Antes de deixar o local, os torcedores conversaram com alguns jogadores, entre eles Neymar, que viveu contra o Vasco o maior revés de sua carreira. Questionado, o camisa 10 tentou acalmar os ânimos. "Estamos tentando mudar", disse. O diretor de futebol do clube, Alexandre Mattos, também esteve presente e ouviu as reclamações.
Um dos torcedores listou fracassos recentes, como o rebaixamento em 2023, e criticou a postura do time contra o Vasco, classificando o elenco como "um time de videogame". Cartazes, faixas e cânticos de protesto marcaram a invasão. Entre as palavras de ordem estavam: "Joga, vagabundo, respeita o Santos, o maior time do mundo!", "vergonha, time sem-vergonha" e "Marcelo Teixeira, com esse time você tá de brincadeira!".

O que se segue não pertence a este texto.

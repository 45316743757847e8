use super::{ensure_po_number_free, lifecycle, lifecycle::validate_items, load_order, store_and_recompute};
use crate::{
    common::not_blank,
    commands::Command,
    db::{self, DbPool},
    entities::purchase_order::{self, OrderItem, PurchaseOrderStatus},
    errors::ServiceError,
    events::{Event, EventSender},
};
use chrono::{DateTime, Utc};
use serde::{Deserialize, Serialize};
use std::sync::Arc;
use tracing::{info, instrument};
use utoipa::ToSchema;
use uuid::Uuid;
use validator::Validate;

/// Partial update of a purchase order, status and rating included.
#[derive(Debug, Clone, Default, PartialEq, Serialize, Deserialize, Validate, ToSchema)]
#[serde(deny_unknown_fields)]
pub struct UpdatePurchaseOrderRequest {
    #[validate(length(max = 100, message = "po_number must be at most 100 characters"), custom = "not_blank")]
    pub po_number: Option<String>,
    #[serde(default, deserialize_with = "crate::common::flexible_datetime_opt::deserialize")]
    pub order_date: Option<DateTime<Utc>>,
    #[serde(default, deserialize_with = "crate::common::flexible_datetime_opt::deserialize")]
    pub expected_delivery_date: Option<DateTime<Utc>>,
    #[serde(default, deserialize_with = "crate::common::flexible_datetime_opt::deserialize")]
    pub actual_delivery_date: Option<DateTime<Utc>>,
    #[validate(custom = "validate_items")]
    pub items: Option<Vec<OrderItem>>,
    #[validate(range(min = 1, message = "quantity must be at least 1"))]
    pub quantity: Option<i32>,
    pub status: Option<PurchaseOrderStatus>,
    #[validate(range(min = 1.0, max = 5.0, message = "quality_rating must be between 1 and 5"))]
    pub quality_rating: Option<f64>,
    #[serde(default, deserialize_with = "crate::common::flexible_datetime_opt::deserialize")]
    pub issue_date: Option<DateTime<Utc>>,
    #[serde(default, deserialize_with = "crate::common::flexible_datetime_opt::deserialize")]
    pub acknowledgment_date: Option<DateTime<Utc>>,
}

#[derive(Debug, Clone, Serialize, Deserialize)]
pub struct UpdatePurchaseOrderCommand {
    pub id: Uuid,
    pub changes: UpdatePurchaseOrderRequest,
}

/// Plans and persists an update inside `txn`, returning the order, any status
/// change and the recompute that followed. `None` means nothing changed.
pub(crate) async fn apply_update(
    txn: &sea_orm::DatabaseTransaction,
    current: purchase_order::Model,
    changes: &UpdatePurchaseOrderRequest,
) -> Result<(purchase_order::Model, Vec<Event>), ServiceError> {
    let now = Utc::now();
    let plan = match lifecycle::plan_update(&current, changes, now)? {
        Some(plan) => plan,
        None => return Ok((current, Vec::new())),
    };

    if plan.order.po_number != current.po_number {
        ensure_po_number_free(txn, &plan.order.po_number).await?;
    }

    let (saved, outcome) = store_and_recompute(txn, plan.order, now).await?;
    let mut events = vec![Event::PurchaseOrderUpdated(saved.id)];
    if let Some((old_status, new_status)) = plan.status_change {
        events.push(Event::PurchaseOrderStatusChanged {
            purchase_order_id: saved.id,
            old_status,
            new_status,
        });
    }
    events.push(outcome.event());
    Ok((saved, events))
}

pub(crate) fn count_transition(events: &[Event]) {
    for event in events {
        if let Event::PurchaseOrderStatusChanged { new_status, .. } = event {
            match new_status {
                PurchaseOrderStatus::Completed => crate::metrics::PURCHASE_ORDERS_COMPLETED.inc(),
                PurchaseOrderStatus::Cancelled => crate::metrics::PURCHASE_ORDERS_CANCELLED.inc(),
                PurchaseOrderStatus::Pending => {}
            }
        }
    }
}

#[async_trait::async_trait]
impl Command for UpdatePurchaseOrderCommand {
    type Result = purchase_order::Model;

    #[instrument(skip(self, db_pool, event_sender), fields(purchase_order_id = %self.id))]
    async fn execute(
        &self,
        db_pool: Arc<DbPool>,
        event_sender: Arc<EventSender>,
    ) -> Result<Self::Result, ServiceError> {
        self.changes.validate()?;

        let id = self.id;
        let changes = self.changes.clone();
        let (order, events) = db::transaction(db_pool.as_ref(), move |txn| {
            Box::pin(async move {
                let current = load_order(txn, id).await?;
                apply_update(txn, current, &changes).await
            })
        })
        .await
        .map_err(|e| {
            crate::metrics::record_command_failure("update_purchase_order");
            e
        })?;

        if events.is_empty() {
            info!(purchase_order_id = %id, "purchase order update was a no-op");
            return Ok(order);
        }

        count_transition(&events);
        for event in events {
            event_sender.send_or_log(event).await;
        }
        info!(purchase_order_id = %order.id, status = %order.status, "purchase order updated");
        Ok(order)
    }
}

Após a saída dos torcedores, o Santos iniciou a preparação para o próximo compromisso, no domingo (24), contra o Bahia, pelo Brasileiro. Sem técnico após a demissão de Cleber Xavier, o treino foi comandado por Matheus Bachi, filho de Tite, que fazia parte da comissão liderada por Xavier. Enquanto isso, a diretoria busca um substituto. O preferido é Jorge Sampaoli, que dirigiu o clube em 2019 e não esconde o desejo de voltar.
O entrave, porém, está nas exigências do argentino: três reforços — um zagueiro, um volante e um atacante — todos em caráter de compra, além de contrato de três anos e salário elevado. Com 21 pontos, o Santos ocupa posição delicada na tabela, com apenas dois de vantagem sobre o Vitória, primeiro time dentro da zona de rebaixamento do Nacional.